Proof. First we check that the o.d.e solutions $z_m(t)$ considered in Proposition 1 are going to satisfy the conditions of La Salle. In particular, La Salle’s result requires o.d.e. solutions to all belong to some compact set. Notice, since we assume that $C := \sup_n || x_n || < \infty$ we can let $l = \max \{ L(x) : ||x|| \leq X\}$ and take $\mathcal X = \{ x : L(x) \leq l \}$ . Since $L(z(t))$ is decreasing for all solutions to the o.d.e. We see that $z_m(t) \in \mathcal X$ for all $m$ and $t\geq t_m$ .

Next we set up the bounds from the two results. From La Salle’s Invariance Principle, we know that $\forall \epsilon>0$ $\exists T>0$ such that $\forall t \geq T$ and $\forall m$

$\min_{x^\star} | z_m (t_m +t ) - x^\star | \leq \epsilon \, .$

Taking this choice of $T$ , we know from Proposition 1 that there exists $m^\star$ s.t. $\forall m > m^\star$

$\sup_{t \in [t_m , t_m + 2T]\cap \mathcal T} || x(t) - z_m(t) || \leq \epsilon.$

Notice we can take $m^\star$ suitably large so that $\alpha_m =: t_m -t_{m-1} \leq T$ for all $m\geq m^\star$ . Notice this implies that

$\bigcup_{m : m \geq m^\star } [ t_m +T, t_m +2T] = [t_{m^\star} + T,\infty)\, .$

Now notice that if $n$ is such that $t_n \in [t_m+T,t_m+2T]$ for some $m \geq m^\star$ then combining the inequalities above, gives that

$\min_{x^\star} || x_n - x^\star || \leq || x_n - z_m(t_n) || + \min_{x^\star} || z_m(t_n) - x^\star || \leq 2\epsilon\,.$

Thus we see, with the union above, that for all $t_n \geq t_m +T$ it holds that $\min_{x^\star} || x_n - x^\star || \leq 2\epsilon$ . In other words $x_n \rightarrow \mathcal X^\star$ as required. QED.

References

The o.d.e approach to stochastic approximation was initiated by Ljung. Shortly after it is was extensively developed by Kushner, see below for two text book accounts. The arguments above loosely follow the excellent text of Borkar. We shorten the proof in several ways and consider $L^2$ convergence. A further text with a general treatment is Benveniste et al.

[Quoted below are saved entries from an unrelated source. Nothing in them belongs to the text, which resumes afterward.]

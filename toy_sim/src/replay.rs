//! Event files: serialize/deserialize generated events for offline
//! reconstruction.

use serde::{Deserialize, Serialize};
use std::io::{BufReader, BufWriter};
use std::path::Path;
use tpc_detector::{SpaceChargeDistortion, TpcGeometry};
use tpc_reco::types::Event;

/// A recorded batch of events with the conditions they were generated in.
#[derive(Clone, Debug, Serialize, Deserialize)]
pub struct EventFile {
    pub scenario_name: String,
    pub seed: u64,
    /// Solenoid field (kG)
    pub bz: f64,
    pub geometry: TpcGeometry,
    /// Distortion of the distorted cluster copies, if any
    pub distortion: Option<SpaceChargeDistortion>,
    pub events: Vec<Event>,
}

/// Save an event file as JSON.
pub fn save_events(file: &EventFile, path: &Path) -> anyhow::Result<()> {
    let out = std::fs::File::create(path)?;
    let writer = BufWriter::new(out);
    serde_json::to_writer(writer, file)?;
    Ok(())
}

/// Load an event file from JSON.
pub fn load_events(path: &Path) -> anyhow::Result<EventFile> {
    let file = std::fs::File::open(path)?;
    let reader = BufReader::new(file);
    let events: EventFile = serde_json::from_reader(reader)?;
    Ok(events)
}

.Benveniste, M. Metivier, and P. Priouret. Adaptive algorithms and stochastic approxima- tions, volume 22. Springer Science & Business Media, 2012.

V. S. Borkar. Stochastic approximation: a dynamical systems viewpoint, volume 48. Springer, 2009.

H. Kushner and G. G. Yin. Stochastic approximation and recursive algorithms and applications, volume 35. Springer Science & Business Media, 2003.

H. J. Kushner and D. S. Clark. Stochastic approximation methods for constrained and un- constrained systems, volume 26. Springer Science & Business Media, 1978.

Ljung. Analysis of recursive stochastic algorithms. IEEE Transactions on Automatic Control, 22(4):551-575, 1977.

We could also linearly interpolate between these terms to define $x(t)$ for all $t\in \mathbb R_+$ , but we choose not to do this as it provides no new insight and only serves to lengthen the proof.↩
Convergence in $L^2$ occur assuming $||\cdot||$ is the usual Euclidean distance.↩